WHAT YOU WILL DO: Answer with one number only: the count of lines below that hold the word "HeaviestQuery".

SOURCE DATA:
· · ·
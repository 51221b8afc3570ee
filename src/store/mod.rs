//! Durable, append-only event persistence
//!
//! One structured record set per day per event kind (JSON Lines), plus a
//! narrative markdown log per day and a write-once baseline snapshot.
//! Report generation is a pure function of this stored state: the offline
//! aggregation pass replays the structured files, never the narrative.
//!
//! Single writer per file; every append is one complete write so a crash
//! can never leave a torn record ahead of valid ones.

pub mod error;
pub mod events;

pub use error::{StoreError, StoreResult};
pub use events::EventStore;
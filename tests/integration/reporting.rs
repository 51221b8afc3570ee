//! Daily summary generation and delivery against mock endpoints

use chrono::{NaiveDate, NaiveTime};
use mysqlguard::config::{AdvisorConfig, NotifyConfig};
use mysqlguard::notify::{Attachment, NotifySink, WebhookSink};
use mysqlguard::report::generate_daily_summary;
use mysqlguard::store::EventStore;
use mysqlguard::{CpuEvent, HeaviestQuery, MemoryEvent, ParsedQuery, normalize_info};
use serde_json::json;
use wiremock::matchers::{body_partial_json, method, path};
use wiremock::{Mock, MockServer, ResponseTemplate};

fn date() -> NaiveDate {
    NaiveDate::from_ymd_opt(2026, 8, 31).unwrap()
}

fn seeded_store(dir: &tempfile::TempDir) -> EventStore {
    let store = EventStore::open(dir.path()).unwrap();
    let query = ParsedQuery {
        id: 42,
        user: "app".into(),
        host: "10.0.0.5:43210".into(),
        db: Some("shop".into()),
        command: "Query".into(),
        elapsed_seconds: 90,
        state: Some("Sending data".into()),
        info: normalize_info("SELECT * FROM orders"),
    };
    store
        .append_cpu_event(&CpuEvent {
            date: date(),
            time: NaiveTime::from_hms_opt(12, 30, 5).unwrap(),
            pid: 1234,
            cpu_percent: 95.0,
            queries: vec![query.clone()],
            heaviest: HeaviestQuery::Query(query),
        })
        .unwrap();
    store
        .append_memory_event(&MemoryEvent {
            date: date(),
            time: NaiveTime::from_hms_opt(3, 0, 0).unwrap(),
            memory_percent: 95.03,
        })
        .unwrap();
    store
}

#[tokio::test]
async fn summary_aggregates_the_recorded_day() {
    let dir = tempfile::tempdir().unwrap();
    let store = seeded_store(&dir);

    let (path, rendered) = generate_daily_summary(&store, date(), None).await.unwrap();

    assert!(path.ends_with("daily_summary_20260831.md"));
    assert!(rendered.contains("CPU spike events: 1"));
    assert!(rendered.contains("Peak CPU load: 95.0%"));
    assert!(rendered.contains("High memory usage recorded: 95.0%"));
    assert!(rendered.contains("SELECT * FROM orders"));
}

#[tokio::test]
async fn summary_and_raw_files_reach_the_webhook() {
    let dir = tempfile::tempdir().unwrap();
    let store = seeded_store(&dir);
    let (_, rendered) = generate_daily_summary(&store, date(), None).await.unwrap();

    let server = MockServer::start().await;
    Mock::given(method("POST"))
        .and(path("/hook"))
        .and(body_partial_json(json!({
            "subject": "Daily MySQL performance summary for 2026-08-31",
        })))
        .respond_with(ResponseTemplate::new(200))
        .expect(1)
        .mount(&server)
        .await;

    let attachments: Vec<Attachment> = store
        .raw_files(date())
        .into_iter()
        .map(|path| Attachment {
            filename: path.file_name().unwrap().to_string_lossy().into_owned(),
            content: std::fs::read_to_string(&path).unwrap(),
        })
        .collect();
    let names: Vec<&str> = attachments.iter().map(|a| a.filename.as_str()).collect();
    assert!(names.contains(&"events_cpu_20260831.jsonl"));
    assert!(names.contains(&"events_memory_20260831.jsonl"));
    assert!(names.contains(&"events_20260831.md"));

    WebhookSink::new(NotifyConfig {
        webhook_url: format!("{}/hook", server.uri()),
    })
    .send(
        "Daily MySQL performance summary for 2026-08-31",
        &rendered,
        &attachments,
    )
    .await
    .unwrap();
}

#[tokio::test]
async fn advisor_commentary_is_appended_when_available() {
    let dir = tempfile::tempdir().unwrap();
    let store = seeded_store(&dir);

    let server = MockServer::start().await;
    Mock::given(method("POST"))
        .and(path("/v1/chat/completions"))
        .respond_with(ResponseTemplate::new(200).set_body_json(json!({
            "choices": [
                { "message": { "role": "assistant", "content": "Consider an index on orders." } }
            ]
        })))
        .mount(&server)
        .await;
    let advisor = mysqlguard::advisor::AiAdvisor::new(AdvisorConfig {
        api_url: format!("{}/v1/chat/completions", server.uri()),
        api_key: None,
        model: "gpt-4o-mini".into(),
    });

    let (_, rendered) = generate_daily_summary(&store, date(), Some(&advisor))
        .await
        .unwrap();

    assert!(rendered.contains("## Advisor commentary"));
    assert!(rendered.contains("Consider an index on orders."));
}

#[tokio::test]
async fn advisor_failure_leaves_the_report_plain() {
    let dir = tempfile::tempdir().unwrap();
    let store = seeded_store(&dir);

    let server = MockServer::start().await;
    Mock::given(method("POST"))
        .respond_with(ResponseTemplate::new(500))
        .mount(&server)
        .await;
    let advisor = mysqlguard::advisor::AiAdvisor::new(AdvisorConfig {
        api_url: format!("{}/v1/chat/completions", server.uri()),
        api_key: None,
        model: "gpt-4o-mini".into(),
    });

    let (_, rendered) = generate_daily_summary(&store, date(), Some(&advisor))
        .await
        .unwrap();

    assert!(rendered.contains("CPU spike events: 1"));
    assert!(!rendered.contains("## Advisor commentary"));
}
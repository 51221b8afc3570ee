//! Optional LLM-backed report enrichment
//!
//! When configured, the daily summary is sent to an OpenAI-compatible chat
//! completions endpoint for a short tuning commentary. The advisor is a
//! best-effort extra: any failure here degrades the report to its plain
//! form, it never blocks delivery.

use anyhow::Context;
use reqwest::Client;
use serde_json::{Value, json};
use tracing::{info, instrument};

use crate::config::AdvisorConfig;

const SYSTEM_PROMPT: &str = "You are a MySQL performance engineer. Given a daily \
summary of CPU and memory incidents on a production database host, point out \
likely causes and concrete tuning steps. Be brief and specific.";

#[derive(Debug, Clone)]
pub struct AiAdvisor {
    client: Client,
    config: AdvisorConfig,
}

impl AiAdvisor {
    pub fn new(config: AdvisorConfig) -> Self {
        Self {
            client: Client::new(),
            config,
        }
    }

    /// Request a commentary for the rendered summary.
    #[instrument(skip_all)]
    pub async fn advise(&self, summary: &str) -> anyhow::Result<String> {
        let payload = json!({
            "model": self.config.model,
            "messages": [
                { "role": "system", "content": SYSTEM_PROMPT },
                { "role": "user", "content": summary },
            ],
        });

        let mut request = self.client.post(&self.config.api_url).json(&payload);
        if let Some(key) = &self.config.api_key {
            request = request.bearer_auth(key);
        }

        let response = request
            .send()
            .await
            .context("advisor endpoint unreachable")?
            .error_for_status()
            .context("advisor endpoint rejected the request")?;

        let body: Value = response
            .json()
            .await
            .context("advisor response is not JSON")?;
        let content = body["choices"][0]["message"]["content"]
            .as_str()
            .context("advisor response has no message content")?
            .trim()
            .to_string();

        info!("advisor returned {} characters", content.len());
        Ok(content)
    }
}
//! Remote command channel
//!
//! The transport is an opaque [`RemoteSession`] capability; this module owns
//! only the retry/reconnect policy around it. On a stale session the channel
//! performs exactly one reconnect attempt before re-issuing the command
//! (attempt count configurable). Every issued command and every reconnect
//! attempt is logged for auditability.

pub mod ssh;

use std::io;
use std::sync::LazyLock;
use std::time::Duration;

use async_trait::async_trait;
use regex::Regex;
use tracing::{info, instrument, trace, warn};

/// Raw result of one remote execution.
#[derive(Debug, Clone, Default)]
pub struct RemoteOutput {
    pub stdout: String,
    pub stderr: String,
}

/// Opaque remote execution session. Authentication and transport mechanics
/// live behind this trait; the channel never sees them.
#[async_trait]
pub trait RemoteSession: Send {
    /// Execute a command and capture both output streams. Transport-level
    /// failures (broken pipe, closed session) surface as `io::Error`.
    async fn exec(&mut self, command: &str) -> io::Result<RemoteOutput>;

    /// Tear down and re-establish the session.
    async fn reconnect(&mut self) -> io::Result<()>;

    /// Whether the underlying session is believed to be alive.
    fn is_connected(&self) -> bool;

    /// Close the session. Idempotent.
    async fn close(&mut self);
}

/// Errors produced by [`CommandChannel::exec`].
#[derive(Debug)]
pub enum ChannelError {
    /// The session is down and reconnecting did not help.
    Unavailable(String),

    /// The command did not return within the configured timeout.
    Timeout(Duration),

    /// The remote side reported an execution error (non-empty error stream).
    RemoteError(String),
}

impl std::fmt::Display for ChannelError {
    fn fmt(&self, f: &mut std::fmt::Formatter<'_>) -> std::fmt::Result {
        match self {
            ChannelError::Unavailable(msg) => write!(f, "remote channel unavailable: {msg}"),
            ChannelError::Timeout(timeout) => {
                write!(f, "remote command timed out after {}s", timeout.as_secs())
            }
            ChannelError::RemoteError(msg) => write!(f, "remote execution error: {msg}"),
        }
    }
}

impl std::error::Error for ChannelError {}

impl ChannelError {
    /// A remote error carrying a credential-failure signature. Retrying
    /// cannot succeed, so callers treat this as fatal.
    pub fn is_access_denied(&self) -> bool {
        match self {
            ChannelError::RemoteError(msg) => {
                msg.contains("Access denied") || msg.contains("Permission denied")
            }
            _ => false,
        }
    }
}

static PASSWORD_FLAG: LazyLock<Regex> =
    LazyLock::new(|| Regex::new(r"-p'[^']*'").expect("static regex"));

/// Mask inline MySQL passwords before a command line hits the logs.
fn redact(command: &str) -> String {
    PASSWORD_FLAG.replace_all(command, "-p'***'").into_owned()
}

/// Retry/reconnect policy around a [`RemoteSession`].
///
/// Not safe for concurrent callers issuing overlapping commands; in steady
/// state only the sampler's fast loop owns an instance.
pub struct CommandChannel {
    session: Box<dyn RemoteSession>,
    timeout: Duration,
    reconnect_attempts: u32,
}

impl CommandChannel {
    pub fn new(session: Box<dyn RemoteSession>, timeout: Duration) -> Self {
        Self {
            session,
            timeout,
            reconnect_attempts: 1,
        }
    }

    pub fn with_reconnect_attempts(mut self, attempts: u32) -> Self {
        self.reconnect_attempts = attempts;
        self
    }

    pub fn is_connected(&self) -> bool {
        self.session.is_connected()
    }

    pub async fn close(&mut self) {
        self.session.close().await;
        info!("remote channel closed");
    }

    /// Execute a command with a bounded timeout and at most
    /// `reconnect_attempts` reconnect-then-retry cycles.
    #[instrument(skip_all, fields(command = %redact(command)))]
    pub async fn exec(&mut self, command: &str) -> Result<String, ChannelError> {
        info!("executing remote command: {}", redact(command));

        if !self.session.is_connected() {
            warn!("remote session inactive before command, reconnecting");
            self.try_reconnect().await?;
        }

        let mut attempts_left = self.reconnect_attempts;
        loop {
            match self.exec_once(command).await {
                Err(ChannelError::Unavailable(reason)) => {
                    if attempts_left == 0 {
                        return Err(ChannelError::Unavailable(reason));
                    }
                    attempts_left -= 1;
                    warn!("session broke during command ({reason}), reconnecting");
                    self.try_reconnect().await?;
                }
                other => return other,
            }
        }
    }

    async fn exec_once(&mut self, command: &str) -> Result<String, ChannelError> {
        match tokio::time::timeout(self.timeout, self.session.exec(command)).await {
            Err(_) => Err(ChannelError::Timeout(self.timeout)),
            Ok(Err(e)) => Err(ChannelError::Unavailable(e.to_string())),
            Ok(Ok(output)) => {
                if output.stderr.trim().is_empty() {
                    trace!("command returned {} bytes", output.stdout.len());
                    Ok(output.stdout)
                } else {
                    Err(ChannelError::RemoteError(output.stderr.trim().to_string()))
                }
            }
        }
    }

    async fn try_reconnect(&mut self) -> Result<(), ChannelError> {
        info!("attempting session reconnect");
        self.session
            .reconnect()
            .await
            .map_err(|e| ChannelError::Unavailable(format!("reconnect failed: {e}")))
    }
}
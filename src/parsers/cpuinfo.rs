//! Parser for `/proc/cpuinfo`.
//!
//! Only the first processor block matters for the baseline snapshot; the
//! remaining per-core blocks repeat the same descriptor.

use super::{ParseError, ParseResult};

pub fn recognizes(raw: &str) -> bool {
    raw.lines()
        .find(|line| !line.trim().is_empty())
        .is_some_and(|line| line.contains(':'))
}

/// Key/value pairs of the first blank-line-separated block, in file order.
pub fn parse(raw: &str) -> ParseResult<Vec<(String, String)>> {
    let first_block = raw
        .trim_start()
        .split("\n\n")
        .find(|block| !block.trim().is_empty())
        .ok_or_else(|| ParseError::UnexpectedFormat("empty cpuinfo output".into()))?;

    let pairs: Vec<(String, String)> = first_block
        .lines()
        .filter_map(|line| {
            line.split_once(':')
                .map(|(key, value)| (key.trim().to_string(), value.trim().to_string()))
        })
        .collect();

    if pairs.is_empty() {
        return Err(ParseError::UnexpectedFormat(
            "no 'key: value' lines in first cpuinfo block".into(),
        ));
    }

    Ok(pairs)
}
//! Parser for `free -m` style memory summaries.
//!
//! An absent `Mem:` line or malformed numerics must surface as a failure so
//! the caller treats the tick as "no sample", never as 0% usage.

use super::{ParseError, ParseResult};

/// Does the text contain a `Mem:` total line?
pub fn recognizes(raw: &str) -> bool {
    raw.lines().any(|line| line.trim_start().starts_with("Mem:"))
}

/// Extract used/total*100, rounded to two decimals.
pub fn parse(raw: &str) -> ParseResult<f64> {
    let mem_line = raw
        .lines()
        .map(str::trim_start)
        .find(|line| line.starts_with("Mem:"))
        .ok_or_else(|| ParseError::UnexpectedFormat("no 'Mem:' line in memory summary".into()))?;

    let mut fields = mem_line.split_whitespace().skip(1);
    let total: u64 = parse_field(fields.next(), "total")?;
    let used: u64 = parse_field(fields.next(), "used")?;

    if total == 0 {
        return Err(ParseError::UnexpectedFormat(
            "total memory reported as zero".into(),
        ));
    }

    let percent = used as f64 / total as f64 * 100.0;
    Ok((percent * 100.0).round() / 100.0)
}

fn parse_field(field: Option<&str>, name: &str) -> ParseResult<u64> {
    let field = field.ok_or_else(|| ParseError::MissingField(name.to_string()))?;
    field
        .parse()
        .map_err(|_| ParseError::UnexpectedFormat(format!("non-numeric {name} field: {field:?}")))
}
· · ·
WRITTEN ANSWER: 2